The present ovarian cancer cohort was uniformly treated by adjuvant platinum-containing polychemotherapy (except if not indicated or not suitable). By contrast, only 30% of the patients included in the study by Kyriakopoulou et al (20) were treated with carboplatin and only 16% with paclitaxel. Hence, a therapeutic effect analogous to that hypothesized by Holzscheiter et al (26) is possible. Furthermore, in the patient cohort analyzed by Shan et al (19), more patients were of earlier stage, with 30% FIGO stage I/II compared with 17% FIGO stage I/II in the present cohort, and fewer succumbed; 50% compared with 68% in the present patient group.

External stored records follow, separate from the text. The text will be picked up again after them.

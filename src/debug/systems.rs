//! Debug domain: debug systems for input and live tuning.

use bevy::prelude::*;
use serde::Serialize;

use crate::animation::{AnimationLabel, CharacterAnimation};
use crate::debug::state::{DebugAction, DebugState};
use crate::debug::ui::{
    DebugButton, DebugInfoOverlay, DebugStatusMessage, DebugUI, refresh_debug_ui,
    spawn_debug_info_overlay, spawn_debug_ui,
};
use crate::movement::{CharacterState, CharacterTelemetry, ControllerTuning, Player, TuningParam};

const MESSAGE_SECONDS: f32 = 2.0;

/// Ctrl+key hotkeys; none of these may overlap a movement binding.
pub(crate) const SELECT_KEYS: [KeyCode; 3] = [KeyCode::Digit1, KeyCode::Digit2, KeyCode::Digit3];
pub(crate) const INCREASE_KEY: KeyCode = KeyCode::Equal;
pub(crate) const DECREASE_KEY: KeyCode = KeyCode::Minus;
pub(crate) const INFO_KEY: KeyCode = KeyCode::KeyI;
pub(crate) const SNAPSHOT_KEY: KeyCode = KeyCode::KeyJ;

/// Player-side values the overlay reports, when a player exists.
#[derive(Debug, Clone, Copy, PartialEq, Serialize)]
pub(crate) struct PlayerReadout {
    pub animation: AnimationLabel,
    pub jumps: u8,
}

#[derive(Serialize)]
struct DebugSnapshot<'a> {
    tuning: &'a ControllerTuning,
    telemetry: &'a CharacterTelemetry,
    player: Option<PlayerReadout>,
}

pub(crate) fn snapshot_json(
    tuning: &ControllerTuning,
    telemetry: &CharacterTelemetry,
    player: Option<PlayerReadout>,
) -> Result<String, serde_json::Error> {
    serde_json::to_string_pretty(&DebugSnapshot {
        tuning,
        telemetry,
        player,
    })
}

pub(crate) fn info_text(
    tuning: &ControllerTuning,
    telemetry: &CharacterTelemetry,
    player: Option<PlayerReadout>,
) -> String {
    let pos = telemetry.position();
    let (animation, jumps) = match player {
        Some(readout) => (readout.animation.clip_name(), readout.jumps.to_string()),
        None => ("-", "-".to_string()),
    };
    format!(
        "Pos: ({:.2}, {:.2}, {:.2})\nYaw: {:.1} deg\nAnim: {}\nJumps: {}\nWalk: {}\nRun: {}\nTurn: {}",
        pos.x,
        pos.y,
        pos.z,
        telemetry.container_yaw.to_degrees(),
        animation,
        jumps,
        TuningParam::WalkSpeed.display(tuning.walk_speed),
        TuningParam::RunSpeed.display(tuning.run_speed),
        TuningParam::RotationSpeed.display(tuning.rotation_speed),
    )
}

/// Apply a panel action. Returns true when the panel needs a rebuild.
pub(crate) fn perform_action(
    action: DebugAction,
    debug_state: &mut DebugState,
    tuning: &mut ControllerTuning,
    telemetry: &CharacterTelemetry,
    player: Option<PlayerReadout>,
) -> bool {
    match action {
        DebugAction::Adjust(param, steps) => {
            let value = param.nudge(tuning.get(param), steps);
            tuning.set(param, value);
            debug_state.selected = param;
            let msg = format!("{}: {}", param.label(), param.display(value));
            info!("[DEBUG] {}", msg);
            debug_state.set_message(msg, MESSAGE_SECONDS);
            true
        }
        DebugAction::ToggleInfo => {
            debug_state.show_info = !debug_state.show_info;
            let msg = if debug_state.show_info {
                "Debug Info ON"
            } else {
                "Debug Info OFF"
            };
            debug_state.set_message(msg, MESSAGE_SECONDS);
            info!("[DEBUG] {}", msg);
            false
        }
        DebugAction::ExportSnapshot => {
            match snapshot_json(tuning, telemetry, player) {
                Ok(json) => {
                    info!("[DEBUG] Controller snapshot:\n{}", json);
                    debug_state.set_message("Snapshot logged", MESSAGE_SECONDS);
                }
                Err(e) => {
                    warn!("[DEBUG] Failed to serialize snapshot: {}", e);
                    debug_state.set_message("Snapshot failed", MESSAGE_SECONDS);
                }
            }
            false
        }
        DebugAction::Close => {
            debug_state.ui_visible = false;
            true
        }
    }
}

fn player_readout(
    player_query: &Query<(&CharacterState, &CharacterAnimation), With<Player>>,
) -> Option<PlayerReadout> {
    player_query
        .single()
        .ok()
        .map(|(state, animation)| PlayerReadout {
            animation: animation.current,
            jumps: state.jumps.count(),
        })
}

/// Toggle debug UI with F1 or backtick key
pub(crate) fn toggle_debug_ui(
    mut commands: Commands,
    keyboard: Res<ButtonInput<KeyCode>>,
    mut debug_state: ResMut<DebugState>,
    tuning: Res<ControllerTuning>,
    existing_ui: Query<Entity, With<DebugUI>>,
) {
    let toggle = keyboard.just_pressed(KeyCode::F1) || keyboard.just_pressed(KeyCode::Backquote);

    if toggle {
        debug_state.ui_visible = !debug_state.ui_visible;

        if debug_state.ui_visible {
            spawn_debug_ui(&mut commands, &debug_state, &tuning);
        } else {
            for entity in &existing_ui {
                commands.entity(entity).despawn();
            }
        }
    }
}

/// Handle keyboard shortcuts for debug actions
pub(crate) fn handle_debug_hotkeys(
    mut commands: Commands,
    keyboard: Res<ButtonInput<KeyCode>>,
    mut debug_state: ResMut<DebugState>,
    mut tuning: ResMut<ControllerTuning>,
    telemetry: Res<CharacterTelemetry>,
    player_query: Query<(&CharacterState, &CharacterAnimation), With<Player>>,
    existing_ui: Query<Entity, With<DebugUI>>,
) {
    let ctrl = keyboard.pressed(KeyCode::ControlLeft) || keyboard.pressed(KeyCode::ControlRight);
    if !ctrl {
        return;
    }

    // Ctrl+1..3: select the parameter the +/- hotkeys adjust
    let selection = SELECT_KEYS
        .into_iter()
        .zip(TuningParam::ALL)
        .find(|(key, _)| keyboard.just_pressed(*key));
    let mut needs_refresh = false;
    if let Some((_, param)) = selection {
        debug_state.selected = param;
        debug_state.set_message(format!("Selected {}", param.label()), MESSAGE_SECONDS);
        needs_refresh = true;
    }

    let mut actions = Vec::new();
    if keyboard.just_pressed(INCREASE_KEY) {
        actions.push(DebugAction::Adjust(debug_state.selected, 1));
    }
    if keyboard.just_pressed(DECREASE_KEY) {
        actions.push(DebugAction::Adjust(debug_state.selected, -1));
    }
    if keyboard.just_pressed(INFO_KEY) {
        actions.push(DebugAction::ToggleInfo);
    }
    if keyboard.just_pressed(SNAPSHOT_KEY) {
        actions.push(DebugAction::ExportSnapshot);
    }

    let player = player_readout(&player_query);
    for action in actions {
        needs_refresh |= perform_action(action, &mut debug_state, &mut tuning, &telemetry, player);
    }

    if needs_refresh {
        refresh_debug_ui(&mut commands, &debug_state, &tuning, &existing_ui);
    }
}

/// Handle button clicks in debug UI
pub(crate) fn handle_debug_buttons(
    mut commands: Commands,
    mut debug_state: ResMut<DebugState>,
    mut tuning: ResMut<ControllerTuning>,
    telemetry: Res<CharacterTelemetry>,
    button_query: Query<(&DebugButton, &Interaction), Changed<Interaction>>,
    player_query: Query<(&CharacterState, &CharacterAnimation), With<Player>>,
    existing_ui: Query<Entity, With<DebugUI>>,
) {
    let player = player_readout(&player_query);
    let mut needs_refresh = false;
    for (button, interaction) in &button_query {
        if *interaction != Interaction::Pressed {
            continue;
        }

        needs_refresh |=
            perform_action(button.action, &mut debug_state, &mut tuning, &telemetry, player);
    }

    // Rebuild once; buttons pressed this frame belong to the old panel
    if needs_refresh {
        refresh_debug_ui(&mut commands, &debug_state, &tuning, &existing_ui);
    }
}

/// Update status message timer and fade out
pub(crate) fn update_status_message(
    time: Res<Time>,
    mut debug_state: ResMut<DebugState>,
    mut status_text: Query<&mut Text, With<DebugStatusMessage>>,
) {
    debug_state.tick_message(time.delta_secs());

    let message = debug_state
        .status_message
        .as_ref()
        .map(|(message, _)| message.as_str())
        .unwrap_or("");
    for mut text in &mut status_text {
        if text.0 != message {
            **text = message.to_string();
        }
    }
}

/// Keep the info overlay in sync with `show_info` and the live values
pub(crate) fn update_debug_info_overlay(
    mut commands: Commands,
    debug_state: Res<DebugState>,
    tuning: Res<ControllerTuning>,
    telemetry: Res<CharacterTelemetry>,
    player_query: Query<(&CharacterState, &CharacterAnimation), With<Player>>,
    mut overlay_query: Query<(Entity, &mut Text), With<DebugInfoOverlay>>,
) {
    if !debug_state.show_info {
        for (entity, _) in &overlay_query {
            commands.entity(entity).despawn();
        }
        return;
    }

    if overlay_query.is_empty() {
        spawn_debug_info_overlay(&mut commands);
        return;
    }

    let text = info_text(&tuning, &telemetry, player_readout(&player_query));
    for (_, mut overlay) in &mut overlay_query {
        **overlay = text.clone();
    }
}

Taken these findings as a whole, KLKs have recently emerged as novel, promising predictive factors in ovarian cancer. In particular, the present study has confirmed earlier findings showing that KLK5 is associated with advanced and more aggressive disease, and that KLK7 may be a favorable prognostic marker in ovarian cancer. The key clinical finding of this study is the validation of the previously developed OVSCORE in an independent patient cohort. The OVSCORE could aid in the identification of patients who do not benefit from currently recommended therapeutic regimens.